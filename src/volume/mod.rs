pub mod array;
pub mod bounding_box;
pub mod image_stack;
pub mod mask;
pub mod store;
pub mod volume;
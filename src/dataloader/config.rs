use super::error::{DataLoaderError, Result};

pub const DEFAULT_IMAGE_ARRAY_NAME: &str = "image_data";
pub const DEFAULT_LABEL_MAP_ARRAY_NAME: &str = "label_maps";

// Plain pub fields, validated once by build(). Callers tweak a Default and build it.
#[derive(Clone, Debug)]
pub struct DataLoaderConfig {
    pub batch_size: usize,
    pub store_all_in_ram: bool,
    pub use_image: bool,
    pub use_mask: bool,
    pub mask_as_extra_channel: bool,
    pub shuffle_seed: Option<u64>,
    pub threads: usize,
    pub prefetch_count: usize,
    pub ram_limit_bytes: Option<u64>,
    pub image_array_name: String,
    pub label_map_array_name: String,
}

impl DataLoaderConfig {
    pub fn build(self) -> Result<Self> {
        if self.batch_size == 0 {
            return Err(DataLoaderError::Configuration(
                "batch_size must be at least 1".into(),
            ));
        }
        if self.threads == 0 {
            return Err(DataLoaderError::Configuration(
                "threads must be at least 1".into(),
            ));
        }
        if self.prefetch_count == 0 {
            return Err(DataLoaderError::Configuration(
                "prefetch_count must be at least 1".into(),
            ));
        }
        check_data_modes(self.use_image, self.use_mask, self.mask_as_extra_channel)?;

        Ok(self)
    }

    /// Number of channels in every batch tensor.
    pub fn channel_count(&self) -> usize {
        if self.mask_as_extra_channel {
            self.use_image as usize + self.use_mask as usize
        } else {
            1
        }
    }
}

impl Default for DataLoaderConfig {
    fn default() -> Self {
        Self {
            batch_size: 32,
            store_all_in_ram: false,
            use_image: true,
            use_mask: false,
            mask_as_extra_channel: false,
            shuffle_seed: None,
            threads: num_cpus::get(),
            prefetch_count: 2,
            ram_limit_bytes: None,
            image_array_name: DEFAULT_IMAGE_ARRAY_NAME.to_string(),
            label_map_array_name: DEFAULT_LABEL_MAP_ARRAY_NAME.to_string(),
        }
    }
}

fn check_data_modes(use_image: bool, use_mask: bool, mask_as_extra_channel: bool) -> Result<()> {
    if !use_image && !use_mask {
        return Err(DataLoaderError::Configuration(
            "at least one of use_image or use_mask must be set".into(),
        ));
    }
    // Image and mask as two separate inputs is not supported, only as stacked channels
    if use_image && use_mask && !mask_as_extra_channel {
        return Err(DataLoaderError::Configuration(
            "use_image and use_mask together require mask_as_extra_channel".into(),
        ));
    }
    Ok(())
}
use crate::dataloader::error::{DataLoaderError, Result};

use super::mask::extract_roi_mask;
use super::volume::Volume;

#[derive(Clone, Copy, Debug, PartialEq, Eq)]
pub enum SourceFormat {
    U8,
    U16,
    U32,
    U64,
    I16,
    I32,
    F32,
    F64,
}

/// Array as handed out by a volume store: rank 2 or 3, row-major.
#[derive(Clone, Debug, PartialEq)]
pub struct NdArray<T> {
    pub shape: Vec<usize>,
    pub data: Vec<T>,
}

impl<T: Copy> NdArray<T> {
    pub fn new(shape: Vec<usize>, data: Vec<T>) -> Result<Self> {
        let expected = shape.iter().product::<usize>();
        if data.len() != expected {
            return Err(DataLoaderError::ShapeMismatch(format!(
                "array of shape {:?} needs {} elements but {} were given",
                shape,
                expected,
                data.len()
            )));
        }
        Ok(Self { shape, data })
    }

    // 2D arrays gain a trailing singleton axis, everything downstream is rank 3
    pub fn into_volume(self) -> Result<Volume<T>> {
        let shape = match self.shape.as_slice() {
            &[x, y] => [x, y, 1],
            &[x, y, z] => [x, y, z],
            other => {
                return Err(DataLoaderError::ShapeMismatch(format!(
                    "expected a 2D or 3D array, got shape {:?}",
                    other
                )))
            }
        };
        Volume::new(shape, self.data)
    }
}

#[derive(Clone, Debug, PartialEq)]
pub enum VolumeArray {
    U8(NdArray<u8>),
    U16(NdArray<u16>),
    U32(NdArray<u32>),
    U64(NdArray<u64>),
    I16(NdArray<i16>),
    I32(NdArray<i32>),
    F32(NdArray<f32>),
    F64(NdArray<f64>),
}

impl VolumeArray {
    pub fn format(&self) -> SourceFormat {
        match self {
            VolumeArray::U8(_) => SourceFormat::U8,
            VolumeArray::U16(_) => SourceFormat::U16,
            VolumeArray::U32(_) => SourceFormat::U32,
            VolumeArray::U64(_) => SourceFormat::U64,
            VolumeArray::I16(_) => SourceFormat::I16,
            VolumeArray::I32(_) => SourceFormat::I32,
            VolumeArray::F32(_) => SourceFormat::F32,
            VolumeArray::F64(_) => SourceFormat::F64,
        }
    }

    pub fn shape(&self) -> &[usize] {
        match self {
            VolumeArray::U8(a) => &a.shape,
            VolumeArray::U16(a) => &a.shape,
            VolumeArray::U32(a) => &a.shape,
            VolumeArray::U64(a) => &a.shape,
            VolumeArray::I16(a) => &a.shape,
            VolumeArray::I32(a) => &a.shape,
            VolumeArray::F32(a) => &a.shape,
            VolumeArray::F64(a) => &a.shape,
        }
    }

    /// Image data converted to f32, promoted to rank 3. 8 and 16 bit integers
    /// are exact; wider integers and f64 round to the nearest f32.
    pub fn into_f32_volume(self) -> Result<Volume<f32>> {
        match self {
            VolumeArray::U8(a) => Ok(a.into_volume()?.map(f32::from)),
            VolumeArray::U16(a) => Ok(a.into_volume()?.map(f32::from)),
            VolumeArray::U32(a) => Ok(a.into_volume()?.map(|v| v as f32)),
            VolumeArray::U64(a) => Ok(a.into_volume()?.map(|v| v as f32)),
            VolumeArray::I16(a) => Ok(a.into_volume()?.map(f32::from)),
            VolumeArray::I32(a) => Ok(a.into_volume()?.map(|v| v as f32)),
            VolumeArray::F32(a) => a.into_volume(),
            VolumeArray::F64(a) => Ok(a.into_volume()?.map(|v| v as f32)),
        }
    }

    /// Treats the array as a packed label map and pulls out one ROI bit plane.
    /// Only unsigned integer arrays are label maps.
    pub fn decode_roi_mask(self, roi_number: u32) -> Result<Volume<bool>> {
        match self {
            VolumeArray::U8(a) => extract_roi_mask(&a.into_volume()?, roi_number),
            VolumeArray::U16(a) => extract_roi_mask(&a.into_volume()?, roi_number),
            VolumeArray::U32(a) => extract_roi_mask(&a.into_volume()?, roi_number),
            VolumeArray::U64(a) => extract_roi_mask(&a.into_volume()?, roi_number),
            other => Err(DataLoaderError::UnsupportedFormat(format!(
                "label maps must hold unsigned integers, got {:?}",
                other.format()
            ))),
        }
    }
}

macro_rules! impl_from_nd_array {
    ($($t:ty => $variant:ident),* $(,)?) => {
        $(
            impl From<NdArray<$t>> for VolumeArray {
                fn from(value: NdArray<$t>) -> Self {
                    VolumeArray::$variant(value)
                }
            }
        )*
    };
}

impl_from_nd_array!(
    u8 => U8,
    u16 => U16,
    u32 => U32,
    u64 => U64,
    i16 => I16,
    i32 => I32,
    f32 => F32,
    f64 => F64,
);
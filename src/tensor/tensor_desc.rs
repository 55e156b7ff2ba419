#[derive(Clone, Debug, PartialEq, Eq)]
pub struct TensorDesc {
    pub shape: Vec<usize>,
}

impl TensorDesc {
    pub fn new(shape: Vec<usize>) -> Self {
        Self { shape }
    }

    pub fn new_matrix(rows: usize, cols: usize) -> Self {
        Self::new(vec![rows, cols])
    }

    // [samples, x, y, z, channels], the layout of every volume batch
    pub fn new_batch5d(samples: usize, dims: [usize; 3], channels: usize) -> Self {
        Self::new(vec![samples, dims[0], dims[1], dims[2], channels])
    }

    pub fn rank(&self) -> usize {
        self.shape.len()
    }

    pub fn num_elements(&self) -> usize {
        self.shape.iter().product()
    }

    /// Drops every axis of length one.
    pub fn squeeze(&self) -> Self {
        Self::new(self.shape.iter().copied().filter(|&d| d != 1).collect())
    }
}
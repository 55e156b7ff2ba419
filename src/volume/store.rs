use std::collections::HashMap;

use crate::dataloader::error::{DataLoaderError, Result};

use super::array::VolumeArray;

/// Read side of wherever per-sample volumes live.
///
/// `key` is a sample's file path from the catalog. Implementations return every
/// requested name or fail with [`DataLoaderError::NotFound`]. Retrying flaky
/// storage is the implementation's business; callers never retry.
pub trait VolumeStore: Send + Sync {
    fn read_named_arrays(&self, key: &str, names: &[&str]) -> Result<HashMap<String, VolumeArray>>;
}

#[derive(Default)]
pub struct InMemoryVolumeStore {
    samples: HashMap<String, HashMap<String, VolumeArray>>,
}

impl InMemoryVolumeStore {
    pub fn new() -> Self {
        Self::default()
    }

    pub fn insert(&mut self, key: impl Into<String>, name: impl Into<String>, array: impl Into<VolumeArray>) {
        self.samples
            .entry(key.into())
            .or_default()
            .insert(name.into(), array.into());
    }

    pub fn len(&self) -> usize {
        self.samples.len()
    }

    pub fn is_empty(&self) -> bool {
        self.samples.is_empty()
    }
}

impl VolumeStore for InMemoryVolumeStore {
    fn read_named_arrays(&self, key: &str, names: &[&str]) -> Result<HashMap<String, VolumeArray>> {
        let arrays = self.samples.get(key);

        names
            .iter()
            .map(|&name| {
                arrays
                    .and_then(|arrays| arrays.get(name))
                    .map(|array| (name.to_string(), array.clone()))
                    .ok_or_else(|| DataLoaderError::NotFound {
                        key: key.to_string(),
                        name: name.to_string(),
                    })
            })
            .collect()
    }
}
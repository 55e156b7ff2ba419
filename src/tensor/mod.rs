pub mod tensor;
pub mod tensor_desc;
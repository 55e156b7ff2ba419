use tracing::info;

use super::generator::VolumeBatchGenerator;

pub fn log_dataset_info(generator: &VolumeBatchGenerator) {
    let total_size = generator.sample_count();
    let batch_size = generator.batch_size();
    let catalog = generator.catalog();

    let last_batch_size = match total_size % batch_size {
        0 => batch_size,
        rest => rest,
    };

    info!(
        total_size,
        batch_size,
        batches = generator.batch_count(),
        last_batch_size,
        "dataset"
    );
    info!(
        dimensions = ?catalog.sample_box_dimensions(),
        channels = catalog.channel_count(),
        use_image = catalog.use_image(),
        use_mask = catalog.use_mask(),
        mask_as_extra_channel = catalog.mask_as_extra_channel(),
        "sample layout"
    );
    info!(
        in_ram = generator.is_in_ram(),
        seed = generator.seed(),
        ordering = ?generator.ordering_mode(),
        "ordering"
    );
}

——————————

Problem to solve
Look above for the line with "self.shape.len()" and the line with "Implementations return every". Retype those two lines and every line between them exactly, adding nothing.

Answer to this task
        self.shape.len()
    }

    pub fn num_elements(&self) -> usize {
        self.shape.iter().product()
    }

    /// Drops every axis of length one.
    pub fn squeeze(&self) -> Self {
        Self::new(self.shape.iter().copied().filter(|&d| d != 1).collect())
    }
}
repository 55e156b7ff2ba419
filename src/volume/store.rs
use std::collections::HashMap;

use crate::dataloader::error::{DataLoaderError, Result};

use super::array::VolumeArray;

/// Read side of wherever per-sample volumes live.
///
/// `key` is a sample's file path from the catalog. Implementations return every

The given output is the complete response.